From the listing below, pick out each line with the word "replying".
⟨
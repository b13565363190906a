//! Encrypted submission of messages to the messaging domain.

use std::sync::Arc;
use std::time::Duration;

use axum::http::StatusCode;
use axum::response::{IntoResponse, Response};
use axum::Json;
use serde_json::Value;
use tokio::sync::Semaphore;
use tracing::{error, info, warn};

use reception_shared::constants::{ACTION_POST_MESSAGE, DOMAIN_MESSAGES};
use reception_shared::EncryptedMessage;

use crate::broker::Producer;
use crate::error::ReceptionError;
use crate::intake::FileDescriptor;
use crate::keyring::KeyringCache;
use crate::message::{CallerMetadata, PendingMessage};
use crate::promoter::BatchSession;

/// Broker field echoing the raw request, never returned to clients.
const ORIGINAL_FIELD: &str = "__original";

/// How the messaging domain answered.
#[derive(Debug, Clone, PartialEq)]
pub enum SubmitOutcome {
    /// Reply carried `ok: true`.
    Accepted(Value),
    Rejected(Value),
}

impl SubmitOutcome {
    pub fn is_accepted(&self) -> bool {
        matches!(self, SubmitOutcome::Accepted(_))
    }
}

impl IntoResponse for SubmitOutcome {
    fn into_response(self) -> Response {
        match self {
            SubmitOutcome::Accepted(body) => (StatusCode::CREATED, Json(body)).into_response(),
            SubmitOutcome::Rejected(body) => (StatusCode::OK, Json(body)).into_response(),
        }
    }
}

pub struct MessageSubmitter {
    producer: Arc<Producer>,
    keyring: Arc<KeyringCache>,
    permits: Semaphore,
    producer_wait: Duration,
    reply_timeout: Duration,
}

impl MessageSubmitter {
    pub fn new(
        producer: Arc<Producer>,
        keyring: Arc<KeyringCache>,
        concurrency: usize,
        producer_wait: Duration,
        reply_timeout: Duration,
    ) -> Self {
        Self {
            producer,
            keyring,
            permits: Semaphore::new(concurrency.max(1)),
            producer_wait,
            reply_timeout,
        }
    }

    pub async fn submit(
        &self,
        message: &PendingMessage,
        metadata: Option<CallerMetadata>,
        files: Vec<FileDescriptor>,
    ) -> Result<SubmitOutcome, ReceptionError> {
        let _permit = self
            .permits
            .acquire()
            .await
            .map_err(|_| ReceptionError::Internal("submitter closed".to_string()))?;

        self.producer.wait_ready(self.producer_wait).await?;

        let envelope = message.envelope(metadata, files);
        let certificates = self.keyring.certificates();
        if certificates.is_empty() {
            warn!("Message refused, no encryption certificate loaded yet");
            return Err(ReceptionError::NoEncryptionKeys);
        }

        let sealed =
            EncryptedMessage::seal(&certificates, &envelope, DOMAIN_MESSAGES, ACTION_POST_MESSAGE)?;
        let routing = format!("commande.{DOMAIN_MESSAGES}.{ACTION_POST_MESSAGE}");
        let payload = serde_json::to_value(&sealed)?;

        let reply = self
            .producer
            .request(&routing, &sealed.id, payload, self.reply_timeout)
            .await?;
        let accepted = reply.is_ok();

        let mut body = reply.body;
        if let Some(fields) = body.as_object_mut() {
            fields.remove(ORIGINAL_FIELD);
        }

        info!(
            message_id = %sealed.id,
            recipients = message.recipients.len(),
            keys = sealed.keys.len(),
            accepted,
            "Message submitted"
        );

        Ok(if accepted {
            SubmitOutcome::Accepted(body)
        } else {
            SubmitOutcome::Rejected(body)
        })
    }

    /// Submit, then promote `batch` if the message was accepted and discard
    /// it on any other outcome.
    pub async fn submit_with_batch(
        &self,
        message: &PendingMessage,
        metadata: Option<CallerMetadata>,
        batch: BatchSession,
        files: Vec<FileDescriptor>,
    ) -> Result<SubmitOutcome, ReceptionError> {
        match self.submit(message, metadata, files).await {
            Ok(SubmitOutcome::Accepted(body)) => {
                let batch_id = batch.id().clone();
                if let Err(e) = batch.promote().await {
                    error!(batch = %batch_id, error = %e, "Accepted message but batch promotion failed");
                    return Err(e);
                }
                Ok(SubmitOutcome::Accepted(body))
            }
            other => {
                batch.discard().await;
                other
            }
        }
    }
}
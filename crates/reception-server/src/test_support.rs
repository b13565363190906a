//! Fakes and fixtures shared by the unit tests.

use std::collections::HashMap;
use std::path::{Path, PathBuf};
use std::sync::Arc;
use std::time::Duration;

use async_trait::async_trait;
use parking_lot::Mutex;
use rand::rngs::OsRng;
use serde_json::Value;
use tempfile::TempDir;
use tokio::sync::{mpsc, watch};
use x25519_dalek::{PublicKey, StaticSecret};

use reception_shared::constants::DOMAIN_MESSAGES;
use reception_shared::RecipientCertificate;

use crate::api::AppState;
use crate::broker::{
    dispatch_inbound, BrokerReply, BrokerTransport, InboundFrame, OutboundRequest, Producer,
};
use crate::error::ReceptionError;
use crate::intake::StreamCipherIntake;
use crate::keyring::{CertificateSource, KeyringCache};
use crate::promoter::BatchPromoter;
use crate::rate_limit::RateLimiter;
use crate::registrar::IntakeRegistrar;
use crate::shutdown::{self, ShutdownTrigger};
use crate::staging::StagingArea;
use crate::submitter::MessageSubmitter;

pub fn keypair(domain: &str) -> (StaticSecret, RecipientCertificate) {
    let secret = StaticSecret::random_from_rng(OsRng);
    let public = PublicKey::from(&secret);
    let certificate = RecipientCertificate::new(*public.as_bytes(), vec![domain.to_string()]);
    (secret, certificate)
}

type Responder = Box<dyn Fn(&OutboundRequest) -> Option<Value> + Send + Sync>;

/// In-memory broker link that records requests and answers them with a
/// scripted responder.
pub struct ScriptedBroker {
    connected: watch::Sender<bool>,
    inbound: mpsc::UnboundedSender<InboundFrame>,
    sent: Mutex<Vec<OutboundRequest>>,
    responder: Responder,
}

impl ScriptedBroker {
    pub fn replying<F>(responder: F) -> (Arc<Self>, mpsc::UnboundedReceiver<InboundFrame>)
    where
        F: Fn(&OutboundRequest) -> Option<Value> + Send + Sync + 'static,
    {
        let (inbound, frames) = mpsc::unbounded_channel();
        let (connected, _) = watch::channel(true);
        let broker = Arc::new(Self {
            connected,
            inbound,
            sent: Mutex::new(Vec::new()),
            responder: Box::new(responder),
        });
        (broker, frames)
    }

    pub fn set_connected(&self, up: bool) {
        self.connected.send_replace(up);
    }

    pub fn sent(&self) -> Vec<OutboundRequest> {
        self.sent.lock().clone()
    }
}

#[async_trait]
impl BrokerTransport for ScriptedBroker {
    async fn wait_connected(&self) -> bool {
        let mut connected = self.connected.subscribe();
        let up = connected.wait_for(|up| *up).await.is_ok();
        up
    }

    async fn send(&self, request: OutboundRequest) -> Result<(), ReceptionError> {
        if !*self.connected.borrow() {
            return Err(ReceptionError::ProducerUnavailable);
        }
        let reply = (self.responder)(&request);
        let correlation_id = request.correlation_id.clone();
        self.sent.lock().push(request);

        if let Some(body) = reply {
            let _ = self.inbound.send(InboundFrame::Reply {
                correlation_id,
                body,
            });
        }
        Ok(())
    }
}

/// Pump replies straight back into the producer, as the dispatcher would.
pub fn pump_replies(producer: Arc<Producer>, mut frames: mpsc::UnboundedReceiver<InboundFrame>) {
    tokio::spawn(async move {
        while let Some(frame) = frames.recv().await {
            if let InboundFrame::Reply {
                correlation_id,
                body,
            } = frame
            {
                producer.complete(BrokerReply {
                    correlation_id,
                    body,
                });
            }
        }
    });
}

/// Certificate source serving a fixed certificate per domain.
#[derive(Default)]
pub struct StaticCertificates {
    by_domain: HashMap<String, RecipientCertificate>,
}

impl StaticCertificates {
    pub fn with(mut self, domain: &str, certificate: RecipientCertificate) -> Self {
        self.by_domain.insert(domain.to_string(), certificate);
        self
    }
}

#[async_trait]
impl CertificateSource for StaticCertificates {
    async fn fetch(&self, domain: &str) -> Result<RecipientCertificate, ReceptionError> {
        self.by_domain
            .get(domain)
            .cloned()
            .ok_or_else(|| ReceptionError::Broker(format!("no certificate for {domain}")))
    }
}

/// Registrar that remembers what it was given.
#[derive(Default)]
pub struct RecordingRegistrar {
    registered: Mutex<Vec<PathBuf>>,
    failing: Mutex<bool>,
}

impl RecordingRegistrar {
    pub fn registered(&self) -> Vec<PathBuf> {
        self.registered.lock().clone()
    }

    pub fn fail(&self, failing: bool) {
        *self.failing.lock() = failing;
    }
}

#[async_trait]
impl IntakeRegistrar for RecordingRegistrar {
    async fn register(&self, path: &Path) -> Result<(), ReceptionError> {
        if *self.failing.lock() {
            return Err(ReceptionError::Internal("registrar unavailable".into()));
        }
        self.registered.lock().push(path.to_path_buf());
        Ok(())
    }
}

/// Fully wired service over a temporary staging directory.
pub struct Harness {
    pub state: AppState,
    pub broker: Arc<ScriptedBroker>,
    pub keyring: Arc<KeyringCache>,
    pub registrar: Arc<RecordingRegistrar>,
    pub staging: StagingArea,
    pub system_secret: StaticSecret,
    pub recipient_secret: StaticSecret,
    pub recipient: RecipientCertificate,
    _trigger: ShutdownTrigger,
    _dir: TempDir,
}

impl Harness {
    /// A harness whose keyring already holds one messaging certificate.
    pub async fn new<F>(responder: F) -> Self
    where
        F: Fn(&OutboundRequest) -> Option<Value> + Send + Sync + 'static,
    {
        let harness = Self::empty(responder).await;
        harness.keyring.refresh().await.unwrap();
        harness
    }

    /// A harness whose keyring has not loaded anything yet.
    pub async fn empty<F>(responder: F) -> Self
    where
        F: Fn(&OutboundRequest) -> Option<Value> + Send + Sync + 'static,
    {
        let dir = TempDir::new().unwrap();
        let staging = StagingArea::new(dir.path().to_path_buf()).await.unwrap();
        let (trigger, shutdown) = shutdown::channel();

        let (broker, frames) = ScriptedBroker::replying(responder);
        let producer = Arc::new(Producer::new(broker.clone(), 50));

        let (recipient_secret, recipient) = keypair(DOMAIN_MESSAGES);
        let source = StaticCertificates::default().with(DOMAIN_MESSAGES, recipient.clone());
        let keyring = Arc::new(KeyringCache::new(
            Arc::new(source),
            Duration::from_secs(20 * 60),
            true,
        ));
        tokio::spawn(dispatch_inbound(
            producer.clone(),
            keyring.clone(),
            frames,
            shutdown,
        ));

        let system_secret = StaticSecret::random_from_rng(OsRng);
        let system_public = *PublicKey::from(&system_secret).as_bytes();

        let registrar = Arc::new(RecordingRegistrar::default());
        let intake = Arc::new(StreamCipherIntake::new(
            staging.clone(),
            keyring.clone(),
            system_public,
            5,
        ));
        let promoter = Arc::new(BatchPromoter::new(staging.clone(), registrar.clone()));
        let submitter = Arc::new(MessageSubmitter::new(
            producer,
            keyring.clone(),
            3,
            Duration::from_secs(5),
            Duration::from_secs(10),
        ));

        let state = AppState {
            intake,
            promoter,
            submitter,
            rate_limiter: RateLimiter::default(),
            max_body_size: 10 * 1024 * 1024,
        };

        Self {
            state,
            broker,
            keyring,
            registrar,
            staging,
            system_secret,
            recipient_secret,
            recipient,
            _trigger: trigger,
            _dir: dir,
        }
    }
}
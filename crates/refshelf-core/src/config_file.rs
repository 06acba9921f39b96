use std::path::{Path, PathBuf};

use serde::{Deserialize, Serialize};

use crate::library::MatchConfig;
use crate::matching::SimilarityWeights;

/// On-disk TOML configuration structure.
/// All fields are optional so partial configs work (merge with defaults).
#[derive(Debug, Clone, Default, PartialEq, Serialize, Deserialize)]
pub struct ConfigFile {
    pub matching: Option<MatchingConfig>,
    pub extraction: Option<ExtractionConfig>,
    pub llm: Option<LlmFileConfig>,
}

#[derive(Debug, Clone, Default, PartialEq, Serialize, Deserialize)]
pub struct MatchingConfig {
    pub min_similarity: Option<f64>,
    pub in_library_threshold: Option<f64>,
    pub weights: Option<WeightsConfig>,
}

#[derive(Debug, Clone, Default, PartialEq, Serialize, Deserialize)]
pub struct WeightsConfig {
    pub doi: Option<f64>,
    pub year: Option<f64>,
    pub title: Option<f64>,
    pub first_author: Option<f64>,
    pub authors: Option<f64>,
}

#[derive(Debug, Clone, Default, PartialEq, Serialize, Deserialize)]
pub struct ExtractionConfig {
    pub incomplete_threshold: Option<usize>,
    pub tail_fraction: Option<f64>,
    pub cutoff_fraction: Option<f64>,
    pub min_segments: Option<usize>,
    pub extra_headers: Option<Vec<String>>,
}

#[derive(Debug, Clone, Default, PartialEq, Serialize, Deserialize)]
pub struct LlmFileConfig {
    pub endpoint: Option<String>,
    pub model: Option<String>,
    pub api_key: Option<String>,
    pub max_input_chars: Option<usize>,
    pub timeout_secs: Option<u64>,
}

impl ConfigFile {
    /// Resolve the matching section against [`MatchConfig::default`].
    pub fn match_config(&self) -> MatchConfig {
        let defaults = MatchConfig::default();
        let Some(m) = self.matching.as_ref() else {
            return defaults;
        };
        let w = m.weights.clone().unwrap_or_default();
        let dw = SimilarityWeights::default();
        MatchConfig {
            min_similarity: m.min_similarity.unwrap_or(defaults.min_similarity),
            in_library_threshold: m
                .in_library_threshold
                .unwrap_or(defaults.in_library_threshold),
            weights: SimilarityWeights {
                doi: w.doi.unwrap_or(dw.doi),
                year: w.year.unwrap_or(dw.year),
                title: w.title.unwrap_or(dw.title),
                first_author: w.first_author.unwrap_or(dw.first_author),
                authors: w.authors.unwrap_or(dw.authors),
            },
        }
    }
}

/// Platform config directory path: `<config_dir>/refshelf/config.toml`.
pub fn config_path() -> Option<PathBuf> {
    dirs::config_dir().map(|d| d.join("refshelf").join("config.toml"))
}

/// Load config by cascading CWD `.refshelf.toml` over platform config.
/// CWD values override platform values.
pub fn load_config() -> ConfigFile {
    let platform = config_path().and_then(|p| load_from_path(&p));
    let cwd = load_from_path(Path::new(".refshelf.toml"));

    match (platform, cwd) {
        (None, None) => ConfigFile::default(),
        (Some(p), None) => p,
        (None, Some(c)) => c,
        (Some(p), Some(c)) => merge(p, c),
    }
}

/// Load a config from a specific path. Returns `None` if the file doesn't
/// exist or can't be parsed.
pub fn load_from_path(path: &Path) -> Option<ConfigFile> {
    let content = std::fs::read_to_string(path).ok()?;
    match toml::from_str(&content) {
        Ok(config) => Some(config),
        Err(e) => {
            tracing::warn!(path = %path.display(), error = %e, "ignoring unparsable config file");
            None
        }
    }
}

/// Merge two configs: `overlay` values take precedence over `base`.
pub fn merge(base: ConfigFile, overlay: ConfigFile) -> ConfigFile {
    ConfigFile {
        matching: merge_section(base.matching, overlay.matching, |b, o| MatchingConfig {
            min_similarity: o.min_similarity.or(b.min_similarity),
            in_library_threshold: o.in_library_threshold.or(b.in_library_threshold),
            weights: merge_section(b.weights, o.weights, |b, o| WeightsConfig {
                doi: o.doi.or(b.doi),
                year: o.year.or(b.year),
                title: o.title.or(b.title),
                first_author: o.first_author.or(b.first_author),
                authors: o.authors.or(b.authors),
            }),
        }),
        extraction: merge_section(base.extraction, overlay.extraction, |b, o| {
            ExtractionConfig {
                incomplete_threshold: o.incomplete_threshold.or(b.incomplete_threshold),
                tail_fraction: o.tail_fraction.or(b.tail_fraction),
                cutoff_fraction: o.cutoff_fraction.or(b.cutoff_fraction),
                min_segments: o.min_segments.or(b.min_segments),
                extra_headers: o.extra_headers.or(b.extra_headers),
            }
        }),
        llm: merge_section(base.llm, overlay.llm, |b, o| LlmFileConfig {
            endpoint: o.endpoint.or(b.endpoint),
            model: o.model.or(b.model),
            api_key: o.api_key.or(b.api_key),
            max_input_chars: o.max_input_chars.or(b.max_input_chars),
            timeout_secs: o.timeout_secs.or(b.timeout_secs),
        }),
    }
}

fn merge_section<T>(base: Option<T>, overlay: Option<T>, f: impl FnOnce(T, T) -> T) -> Option<T> {
    match (base, overlay) {
        (None, None) => None,
        (Some(b), None) => Some(b),
        (None, Some(o)) => Some(o),
        (Some(b), Some(o)) => Some(f(b, o)),
    }
}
⟩
:: Exercise solution ::
    pub fn replying<F>(responder: F) -> (Arc<Self>, mpsc::UnboundedReceiver<InboundFrame>)
        let (broker, frames) = ScriptedBroker::replying(responder);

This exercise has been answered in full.